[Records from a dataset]
BEGIN

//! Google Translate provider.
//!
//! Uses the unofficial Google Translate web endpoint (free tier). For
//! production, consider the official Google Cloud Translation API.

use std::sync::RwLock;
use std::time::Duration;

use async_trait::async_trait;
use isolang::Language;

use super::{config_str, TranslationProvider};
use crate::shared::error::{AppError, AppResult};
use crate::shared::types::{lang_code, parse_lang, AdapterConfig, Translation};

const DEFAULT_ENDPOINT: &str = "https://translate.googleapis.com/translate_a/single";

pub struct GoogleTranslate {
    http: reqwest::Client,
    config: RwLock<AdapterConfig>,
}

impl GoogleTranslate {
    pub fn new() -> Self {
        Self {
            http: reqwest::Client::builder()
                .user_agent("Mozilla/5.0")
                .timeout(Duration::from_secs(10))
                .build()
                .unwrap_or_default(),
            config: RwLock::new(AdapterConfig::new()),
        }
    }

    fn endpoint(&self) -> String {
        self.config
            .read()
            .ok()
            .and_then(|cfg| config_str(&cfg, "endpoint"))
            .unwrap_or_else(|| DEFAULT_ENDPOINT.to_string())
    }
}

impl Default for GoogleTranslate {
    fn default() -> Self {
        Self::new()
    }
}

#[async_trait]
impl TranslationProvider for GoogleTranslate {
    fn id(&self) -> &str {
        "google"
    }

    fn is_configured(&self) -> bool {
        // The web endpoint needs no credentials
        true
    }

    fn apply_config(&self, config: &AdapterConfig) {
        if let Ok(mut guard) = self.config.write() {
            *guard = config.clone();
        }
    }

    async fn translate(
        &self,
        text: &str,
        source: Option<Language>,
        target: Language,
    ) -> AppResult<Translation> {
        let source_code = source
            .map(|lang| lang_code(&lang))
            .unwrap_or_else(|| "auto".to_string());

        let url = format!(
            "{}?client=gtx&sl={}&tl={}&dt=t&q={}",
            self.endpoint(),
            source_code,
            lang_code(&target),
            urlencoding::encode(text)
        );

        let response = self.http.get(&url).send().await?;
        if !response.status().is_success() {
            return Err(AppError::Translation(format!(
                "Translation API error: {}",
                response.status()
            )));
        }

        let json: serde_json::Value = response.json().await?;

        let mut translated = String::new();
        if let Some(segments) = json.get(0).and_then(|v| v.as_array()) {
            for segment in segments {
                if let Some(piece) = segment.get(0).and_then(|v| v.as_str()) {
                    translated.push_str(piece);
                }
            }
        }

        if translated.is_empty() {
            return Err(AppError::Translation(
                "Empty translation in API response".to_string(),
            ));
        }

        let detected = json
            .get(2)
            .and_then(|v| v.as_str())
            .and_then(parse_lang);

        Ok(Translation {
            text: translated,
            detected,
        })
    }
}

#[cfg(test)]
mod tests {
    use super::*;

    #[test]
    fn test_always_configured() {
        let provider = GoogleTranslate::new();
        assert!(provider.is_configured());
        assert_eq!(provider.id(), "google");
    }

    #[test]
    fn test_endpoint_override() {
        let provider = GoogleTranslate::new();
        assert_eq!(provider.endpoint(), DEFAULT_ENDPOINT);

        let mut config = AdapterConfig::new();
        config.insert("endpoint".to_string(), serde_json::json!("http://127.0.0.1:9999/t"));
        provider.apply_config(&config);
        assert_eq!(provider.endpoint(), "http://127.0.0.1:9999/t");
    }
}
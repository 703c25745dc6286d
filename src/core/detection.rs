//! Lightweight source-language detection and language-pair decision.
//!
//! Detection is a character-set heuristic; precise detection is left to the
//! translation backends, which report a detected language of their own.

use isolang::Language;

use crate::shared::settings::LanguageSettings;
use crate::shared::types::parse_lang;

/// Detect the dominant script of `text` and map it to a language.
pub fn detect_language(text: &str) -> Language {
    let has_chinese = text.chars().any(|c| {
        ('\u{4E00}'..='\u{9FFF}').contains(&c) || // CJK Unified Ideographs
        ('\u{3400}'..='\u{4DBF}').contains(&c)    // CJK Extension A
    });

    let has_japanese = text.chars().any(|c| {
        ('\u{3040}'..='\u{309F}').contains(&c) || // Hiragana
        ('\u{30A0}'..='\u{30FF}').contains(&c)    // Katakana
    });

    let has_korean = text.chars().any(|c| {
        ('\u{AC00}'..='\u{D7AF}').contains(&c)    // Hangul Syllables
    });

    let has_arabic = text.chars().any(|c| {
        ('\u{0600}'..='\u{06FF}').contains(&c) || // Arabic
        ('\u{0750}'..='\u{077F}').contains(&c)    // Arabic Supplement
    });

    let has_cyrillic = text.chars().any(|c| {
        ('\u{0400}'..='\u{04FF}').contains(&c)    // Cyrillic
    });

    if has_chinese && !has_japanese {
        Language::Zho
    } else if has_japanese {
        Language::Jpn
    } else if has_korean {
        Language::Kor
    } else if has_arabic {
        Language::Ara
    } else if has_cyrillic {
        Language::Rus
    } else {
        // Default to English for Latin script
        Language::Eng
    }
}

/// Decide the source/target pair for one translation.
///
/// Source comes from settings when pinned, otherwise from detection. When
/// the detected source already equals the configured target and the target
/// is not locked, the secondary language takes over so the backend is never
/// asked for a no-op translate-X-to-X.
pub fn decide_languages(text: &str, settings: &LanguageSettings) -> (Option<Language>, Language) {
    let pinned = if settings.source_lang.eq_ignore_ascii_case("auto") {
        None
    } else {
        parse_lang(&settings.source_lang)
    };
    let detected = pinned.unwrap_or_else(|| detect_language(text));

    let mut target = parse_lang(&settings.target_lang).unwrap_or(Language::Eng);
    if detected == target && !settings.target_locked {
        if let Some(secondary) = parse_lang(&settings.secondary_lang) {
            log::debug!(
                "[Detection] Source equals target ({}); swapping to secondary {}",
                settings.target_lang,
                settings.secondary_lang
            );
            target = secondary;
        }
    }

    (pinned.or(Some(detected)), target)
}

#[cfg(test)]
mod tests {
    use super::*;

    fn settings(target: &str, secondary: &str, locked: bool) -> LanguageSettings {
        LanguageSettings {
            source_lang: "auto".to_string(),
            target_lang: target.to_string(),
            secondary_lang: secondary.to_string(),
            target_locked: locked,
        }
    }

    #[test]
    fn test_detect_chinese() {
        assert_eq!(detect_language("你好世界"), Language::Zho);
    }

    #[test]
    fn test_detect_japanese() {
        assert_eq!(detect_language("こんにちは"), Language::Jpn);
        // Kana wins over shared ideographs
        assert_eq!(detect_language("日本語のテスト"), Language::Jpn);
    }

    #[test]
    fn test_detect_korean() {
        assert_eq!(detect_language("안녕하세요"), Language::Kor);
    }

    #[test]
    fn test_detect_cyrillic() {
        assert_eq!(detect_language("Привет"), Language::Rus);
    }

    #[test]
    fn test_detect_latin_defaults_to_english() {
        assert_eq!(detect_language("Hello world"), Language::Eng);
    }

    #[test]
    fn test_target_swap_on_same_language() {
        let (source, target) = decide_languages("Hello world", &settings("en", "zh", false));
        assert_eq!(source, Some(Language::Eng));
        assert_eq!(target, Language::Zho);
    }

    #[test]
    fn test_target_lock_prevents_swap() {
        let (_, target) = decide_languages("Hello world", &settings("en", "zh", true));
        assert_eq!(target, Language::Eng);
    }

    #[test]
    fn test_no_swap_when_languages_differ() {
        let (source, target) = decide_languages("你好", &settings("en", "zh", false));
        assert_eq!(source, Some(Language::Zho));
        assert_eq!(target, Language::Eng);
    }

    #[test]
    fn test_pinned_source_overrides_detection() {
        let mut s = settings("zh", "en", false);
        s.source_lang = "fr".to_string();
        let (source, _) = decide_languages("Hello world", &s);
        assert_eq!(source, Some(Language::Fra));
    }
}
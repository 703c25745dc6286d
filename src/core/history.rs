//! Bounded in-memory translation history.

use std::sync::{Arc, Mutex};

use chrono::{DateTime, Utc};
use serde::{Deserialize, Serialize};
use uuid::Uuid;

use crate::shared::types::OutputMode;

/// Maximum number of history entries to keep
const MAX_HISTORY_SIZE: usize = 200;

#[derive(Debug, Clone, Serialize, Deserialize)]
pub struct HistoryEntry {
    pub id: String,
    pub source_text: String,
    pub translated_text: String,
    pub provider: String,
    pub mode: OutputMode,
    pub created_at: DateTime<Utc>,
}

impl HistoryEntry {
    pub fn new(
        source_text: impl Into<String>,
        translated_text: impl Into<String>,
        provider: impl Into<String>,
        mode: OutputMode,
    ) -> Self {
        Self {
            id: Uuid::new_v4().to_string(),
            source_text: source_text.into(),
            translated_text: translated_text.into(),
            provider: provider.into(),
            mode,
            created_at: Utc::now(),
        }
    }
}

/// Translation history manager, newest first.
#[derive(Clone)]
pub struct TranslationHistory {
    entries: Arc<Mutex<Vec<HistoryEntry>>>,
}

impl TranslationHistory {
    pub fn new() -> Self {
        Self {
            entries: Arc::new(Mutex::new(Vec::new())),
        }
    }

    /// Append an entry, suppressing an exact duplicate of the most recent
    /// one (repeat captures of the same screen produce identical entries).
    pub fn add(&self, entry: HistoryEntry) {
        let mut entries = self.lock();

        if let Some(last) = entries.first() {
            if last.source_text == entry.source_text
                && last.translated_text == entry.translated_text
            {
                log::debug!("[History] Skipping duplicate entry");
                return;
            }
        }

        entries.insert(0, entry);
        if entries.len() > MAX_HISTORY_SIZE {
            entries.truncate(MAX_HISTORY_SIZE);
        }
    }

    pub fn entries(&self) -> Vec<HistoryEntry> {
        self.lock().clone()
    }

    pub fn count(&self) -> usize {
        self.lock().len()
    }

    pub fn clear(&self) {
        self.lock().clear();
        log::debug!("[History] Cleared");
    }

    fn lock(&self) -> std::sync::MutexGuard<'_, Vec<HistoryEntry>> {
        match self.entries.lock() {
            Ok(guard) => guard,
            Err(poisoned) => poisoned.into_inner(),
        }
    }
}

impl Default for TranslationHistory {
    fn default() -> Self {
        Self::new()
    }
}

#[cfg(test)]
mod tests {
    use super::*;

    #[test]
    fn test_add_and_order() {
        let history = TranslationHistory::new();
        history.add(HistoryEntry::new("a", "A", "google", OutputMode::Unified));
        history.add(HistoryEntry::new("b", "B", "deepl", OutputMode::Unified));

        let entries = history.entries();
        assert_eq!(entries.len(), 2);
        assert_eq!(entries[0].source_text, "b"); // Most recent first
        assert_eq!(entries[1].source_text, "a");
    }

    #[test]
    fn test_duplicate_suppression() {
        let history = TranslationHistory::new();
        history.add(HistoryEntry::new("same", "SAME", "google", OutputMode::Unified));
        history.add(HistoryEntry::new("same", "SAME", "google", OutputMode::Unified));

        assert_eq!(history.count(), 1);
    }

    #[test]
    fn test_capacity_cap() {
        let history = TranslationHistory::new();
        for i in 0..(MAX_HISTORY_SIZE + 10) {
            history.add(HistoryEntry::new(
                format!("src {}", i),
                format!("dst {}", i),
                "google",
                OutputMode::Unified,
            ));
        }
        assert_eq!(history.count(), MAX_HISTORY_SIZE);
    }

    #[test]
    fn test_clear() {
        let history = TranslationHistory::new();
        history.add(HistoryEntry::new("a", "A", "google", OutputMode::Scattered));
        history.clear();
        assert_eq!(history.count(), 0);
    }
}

END
BEGIN

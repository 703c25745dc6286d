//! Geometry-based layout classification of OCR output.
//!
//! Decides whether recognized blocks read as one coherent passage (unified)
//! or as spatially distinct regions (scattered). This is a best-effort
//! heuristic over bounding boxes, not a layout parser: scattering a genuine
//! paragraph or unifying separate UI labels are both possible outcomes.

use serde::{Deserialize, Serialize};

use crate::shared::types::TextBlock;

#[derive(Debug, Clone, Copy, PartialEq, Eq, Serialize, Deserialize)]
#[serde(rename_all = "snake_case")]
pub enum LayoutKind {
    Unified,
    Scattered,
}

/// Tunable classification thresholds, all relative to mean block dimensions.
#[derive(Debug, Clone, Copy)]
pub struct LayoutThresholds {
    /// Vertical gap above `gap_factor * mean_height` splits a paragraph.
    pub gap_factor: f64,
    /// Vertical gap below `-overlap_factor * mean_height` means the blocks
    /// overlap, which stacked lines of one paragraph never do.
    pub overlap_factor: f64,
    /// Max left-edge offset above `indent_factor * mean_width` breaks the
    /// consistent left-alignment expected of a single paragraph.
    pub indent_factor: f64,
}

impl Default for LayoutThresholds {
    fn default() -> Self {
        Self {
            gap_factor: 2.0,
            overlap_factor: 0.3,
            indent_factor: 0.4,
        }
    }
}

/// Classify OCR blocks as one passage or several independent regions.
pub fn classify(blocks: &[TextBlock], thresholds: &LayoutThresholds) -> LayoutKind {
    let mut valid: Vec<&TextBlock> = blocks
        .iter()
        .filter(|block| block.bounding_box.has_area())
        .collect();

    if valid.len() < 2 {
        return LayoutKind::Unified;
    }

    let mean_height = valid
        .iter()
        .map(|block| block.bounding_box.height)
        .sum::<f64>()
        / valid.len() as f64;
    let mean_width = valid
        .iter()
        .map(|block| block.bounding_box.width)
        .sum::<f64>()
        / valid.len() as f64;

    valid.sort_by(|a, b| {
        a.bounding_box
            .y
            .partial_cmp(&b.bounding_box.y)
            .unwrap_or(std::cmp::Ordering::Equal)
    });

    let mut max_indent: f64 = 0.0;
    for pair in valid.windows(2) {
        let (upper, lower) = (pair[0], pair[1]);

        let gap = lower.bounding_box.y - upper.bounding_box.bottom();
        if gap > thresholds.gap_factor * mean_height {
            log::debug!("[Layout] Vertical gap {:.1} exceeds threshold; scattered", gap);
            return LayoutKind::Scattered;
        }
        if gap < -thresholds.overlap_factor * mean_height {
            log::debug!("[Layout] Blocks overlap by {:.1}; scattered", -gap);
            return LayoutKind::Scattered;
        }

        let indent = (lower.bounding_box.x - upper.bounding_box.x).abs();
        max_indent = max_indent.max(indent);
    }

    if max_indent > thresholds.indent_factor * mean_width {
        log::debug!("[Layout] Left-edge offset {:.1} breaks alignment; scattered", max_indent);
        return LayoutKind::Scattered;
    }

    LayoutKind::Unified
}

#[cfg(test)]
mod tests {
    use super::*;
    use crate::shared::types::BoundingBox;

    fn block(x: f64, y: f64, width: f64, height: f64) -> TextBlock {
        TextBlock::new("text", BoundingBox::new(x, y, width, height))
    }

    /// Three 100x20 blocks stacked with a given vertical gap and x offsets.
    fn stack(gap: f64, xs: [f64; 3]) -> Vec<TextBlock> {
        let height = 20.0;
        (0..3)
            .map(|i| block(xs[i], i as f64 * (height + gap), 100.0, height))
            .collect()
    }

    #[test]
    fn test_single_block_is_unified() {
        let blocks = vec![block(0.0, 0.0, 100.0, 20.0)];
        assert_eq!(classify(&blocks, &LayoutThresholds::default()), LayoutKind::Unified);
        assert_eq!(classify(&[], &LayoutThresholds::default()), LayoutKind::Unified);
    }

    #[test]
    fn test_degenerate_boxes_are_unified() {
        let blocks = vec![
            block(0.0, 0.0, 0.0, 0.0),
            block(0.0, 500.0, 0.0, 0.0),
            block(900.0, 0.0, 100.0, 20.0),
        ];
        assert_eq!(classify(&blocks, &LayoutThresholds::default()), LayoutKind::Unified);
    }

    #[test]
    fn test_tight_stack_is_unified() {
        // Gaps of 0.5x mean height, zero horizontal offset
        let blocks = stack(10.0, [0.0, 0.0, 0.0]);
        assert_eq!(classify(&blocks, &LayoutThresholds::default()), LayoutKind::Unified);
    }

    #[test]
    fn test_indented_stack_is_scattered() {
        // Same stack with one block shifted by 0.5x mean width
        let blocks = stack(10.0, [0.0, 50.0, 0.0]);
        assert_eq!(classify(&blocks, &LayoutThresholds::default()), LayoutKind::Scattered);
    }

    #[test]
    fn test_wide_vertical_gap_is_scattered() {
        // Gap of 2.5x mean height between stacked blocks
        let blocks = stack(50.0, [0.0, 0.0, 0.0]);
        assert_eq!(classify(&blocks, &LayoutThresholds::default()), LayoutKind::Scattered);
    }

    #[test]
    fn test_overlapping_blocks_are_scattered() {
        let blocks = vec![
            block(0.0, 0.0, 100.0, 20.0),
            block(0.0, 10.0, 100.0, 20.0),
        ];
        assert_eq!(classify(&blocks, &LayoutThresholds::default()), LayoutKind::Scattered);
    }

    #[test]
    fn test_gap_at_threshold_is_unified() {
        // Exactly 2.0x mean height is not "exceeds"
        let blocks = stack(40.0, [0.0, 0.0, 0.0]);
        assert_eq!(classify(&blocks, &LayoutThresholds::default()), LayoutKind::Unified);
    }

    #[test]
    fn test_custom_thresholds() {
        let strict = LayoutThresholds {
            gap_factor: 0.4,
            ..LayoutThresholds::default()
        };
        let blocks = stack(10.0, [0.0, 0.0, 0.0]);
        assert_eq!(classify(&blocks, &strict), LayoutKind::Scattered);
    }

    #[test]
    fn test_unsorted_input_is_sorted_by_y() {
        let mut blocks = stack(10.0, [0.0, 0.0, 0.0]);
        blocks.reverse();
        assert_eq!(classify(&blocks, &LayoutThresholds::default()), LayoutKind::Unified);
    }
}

END

_Task prompt:_ Above are the records; from them, give again exactly the lines from the one containing "Google Translate provider." through the one containing "if let Ok(mut", both included.

_Result:_
//! Google Translate provider.
//!
//! Uses the unofficial Google Translate web endpoint (free tier). For
//! production, consider the official Google Cloud Translation API.

use std::sync::RwLock;
use std::time::Duration;

use async_trait::async_trait;
use isolang::Language;

use super::{config_str, TranslationProvider};
use crate::shared::error::{AppError, AppResult};
use crate::shared::types::{lang_code, parse_lang, AdapterConfig, Translation};

const DEFAULT_ENDPOINT: &str = "https://translate.googleapis.com/translate_a/single";

pub struct GoogleTranslate {
    http: reqwest::Client,
    config: RwLock<AdapterConfig>,
}

impl GoogleTranslate {
    pub fn new() -> Self {
        Self {
            http: reqwest::Client::builder()
                .user_agent("Mozilla/5.0")
                .timeout(Duration::from_secs(10))
                .build()
                .unwrap_or_default(),
            config: RwLock::new(AdapterConfig::new()),
        }
    }

    fn endpoint(&self) -> String {
        self.config
            .read()
            .ok()
            .and_then(|cfg| config_str(&cfg, "endpoint"))
            .unwrap_or_else(|| DEFAULT_ENDPOINT.to_string())
    }
}

impl Default for GoogleTranslate {
    fn default() -> Self {
        Self::new()
    }
}

#[async_trait]
impl TranslationProvider for GoogleTranslate {
    fn id(&self) -> &str {
        "google"
    }

    fn is_configured(&self) -> bool {
        // The web endpoint needs no credentials
        true
    }

    fn apply_config(&self, config: &AdapterConfig) {
        if let Ok(mut guard) = self.config.write() {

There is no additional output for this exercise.